One of the soldiers from Massachusetts, Private Oliver Wendell Holmes, was lucky enough to be struck by two bullets relatively early in the engagement (approximately 4:30 p.m.), and was evacuated while the boats were plying their way from island to shore. Private Holmes recovered, fought at Antietam a year later, and earned the rank of brevet Colonel. After President Theodore Roosevelt appointed him to the Supreme Court in 1902, Holmes earned the sobriquet "The Great Dissenter" as well as a reputation for honesty and bluntness. He retired from the court in 1932 and died in 1935 at the ripe old age of 94.

 

Additional Notes

The Piscataway Indians were living in what is now St. Mary's County, on the lower Potomac River, when Lord Baltimore began to settle the colony of Maryland. They were considered friendly to the British colonials, but were increasingly involved in disputes involving poaching and attacks on the settlers. Perhaps sensing further unpleasantness as the colonial farms proliferated, they abruptly removed themselves to the region of the Potomac just below Catoctin ridge in 1697. In 1699, a party of "Ambassadors" sent by the justices of Stafford County (Virginia) found the Piscataway living on an island in the Potomac.

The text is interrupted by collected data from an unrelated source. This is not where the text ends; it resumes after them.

//! Rate-adaptive strategy: re-plan green shares once per rotation.
//!
//! At the first tick of lane 0's green phase, every lane's recent arrival
//! rate is estimated from the vehicles that arrived in the trailing
//! `rate_lookback` ticks.  The green-share problem (see [`crate::optimize`])
//! is solved for those rates and each lane's `wait_time` becomes
//! `round(shareᵢ · loop_duration)`.  Between re-plans the strategy behaves
//! like [`ConstantStrategy`][crate::ConstantStrategy] with per-lane
//! durations.
//!
//! If the solver fails the cycle falls back to an equal split, so every lane
//! always has a defined `wait_time`.

use log::{debug, warn};
use ts_core::Tick;
use ts_lane::Lane;

use crate::optimize::{equal_split, solve_allocation};
use crate::{OptimizeOptions, StrategyError, StrategyResult, SwitchContext, SwitchStrategy};

#[derive(Clone, Debug)]
pub struct SnapshotStrategy {
    /// Trailing window (ticks) for arrival-rate estimates.
    pub rate_lookback: u64,
    /// Target length (ticks) of one full rotation.
    pub loop_duration: u64,
    pub options:       OptimizeOptions,

    /// Green-on tick of lane 0 that was last planned for.
    planned_for: Option<Tick>,
    shares:      Vec<f64>,
    fallbacks:   u32,
}

impl SnapshotStrategy {
    pub fn new(rate_lookback: u64, loop_duration: u64) -> StrategyResult<Self> {
        if rate_lookback == 0 {
            return Err(StrategyError::Config("rate_lookback must be > 0".into()));
        }
        if loop_duration == 0 {
            return Err(StrategyError::Config("loop_duration must be > 0".into()));
        }
        Ok(Self {
            rate_lookback,
            loop_duration,
            options: OptimizeOptions::default(),
            planned_for: None,
            shares: Vec::new(),
            fallbacks: 0,
        })
    }

    pub fn with_options(mut self, options: OptimizeOptions) -> Self {
        self.options = options;
        self
    }

    /// Shares chosen at the most recent re-plan.
    pub fn shares(&self) -> &[f64] {
        &self.shares
    }

    /// Number of cycles that fell back to the equal split.
    pub fn fallbacks(&self) -> u32 {
        self.fallbacks
    }

    fn apply_shares(&mut self, lanes: &mut [Lane], shares: Vec<f64>) {
        for (lane, &share) in lanes.iter_mut().zip(&shares) {
            lane.wait_time = (share * self.loop_duration as f64).round() as u64;
        }
        self.shares = shares;
    }

    fn plan(&mut self, ctx: &mut SwitchContext<'_>) {
        let clock = ctx.clock;
        let lookback = self.rate_lookback;
        let per_minute = clock.ticks_per_minute() / lookback as f64;
        let rates: Vec<f64> = ctx
            .lanes
            .iter_mut()
            .map(|lane| {
                let rate = lane.arrivals_within(clock, lookback) as f64 * per_minute;
                lane.rate_estimate = Some(rate);
                rate
            })
            .collect();

        let capacity = ctx.exit_rate * self.loop_duration as f64;
        let shares = match solve_allocation(&rates, capacity, &self.options) {
            Ok(allocation) => {
                debug!(
                    "{}: rates {:?} → shares {:?} (penalty {:.3}, {} iterations)",
                    clock, rates, allocation.shares, allocation.penalty, allocation.iterations,
                );
                allocation.shares
            }
            Err(e) => {
                warn!("{clock}: green-share solve failed ({e}); using equal split");
                self.fallbacks += 1;
                equal_split(ctx.lanes.len())
            }
        };
        self.apply_shares(ctx.lanes, shares);
    }
}

impl SwitchStrategy for SnapshotStrategy {
    fn name(&self) -> &'static str {
        "snapshot"
    }

    fn init(&mut self, lanes: &mut [Lane]) {
        let shares = equal_split(lanes.len());
        self.apply_shares(lanes, shares);
    }

    fn should_switch(&mut self, ctx: &mut SwitchContext<'_>) -> bool {
        if ctx.active.index() == 0 {
            let green_at = ctx.active_lane().active_since();
            if green_at.is_some() && green_at != self.planned_for {
                self.plan(ctx);
                self.planned_for = green_at;
            }
        }
        ctx.green_elapsed() > ctx.active_lane().wait_time
    }
}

The description that they gave of the island fits either Harrisons Island or Conoy Island, with some interpretations favoring Harrisons Island and others Conoy Island. The distances and directions given in the following report are difficult to unravel, but historian John T. Phillips points out that the party seems to have covered enough ground to place them well beyond Harrisons Island. Tom Hahn and some interpretative traditions of the National Park Service favor the Harrisons Island location; however, historical opinion is weighted towards Conoy Island--in addition to Phillips, Eugene Scheel and the venerable Fairfax Harrison identify that as the site of the Piscataway at the time of the 1699 embassy.

 

Documents

 

Stafford fs. April 21st

In obedience to his Excellencys Comand and an order of this Corte, bearing the 12th day of this Instance, Aprill, We, The subscribers, have beene with the Empeuor of Piscattaway, att his forte, and did then Comand him, in his Majtys name, to meet his Excellency in a Generall Assembly of this his Majties most Ancient Colloney and Dominion of Virginia, the ffirst of May next, or two or three dayes before, with sume of his great men. As soone as we had delivered his Excellency's Comands, the Emperor sumons all his Indians thatt was then at the forte -- being in all about twenty men. After consultation of almost two ours, they told us were very Bussey and could not possibly come or goe downe, butt if his Excellency would be pleased to come to him, sume of his great men should be glad to see him, and then his Exlly might speake whatt he hath to say to him, & if his Excellency could nott come himsealfe, then to send sume of his great men, ffor he desired nothing butt peace.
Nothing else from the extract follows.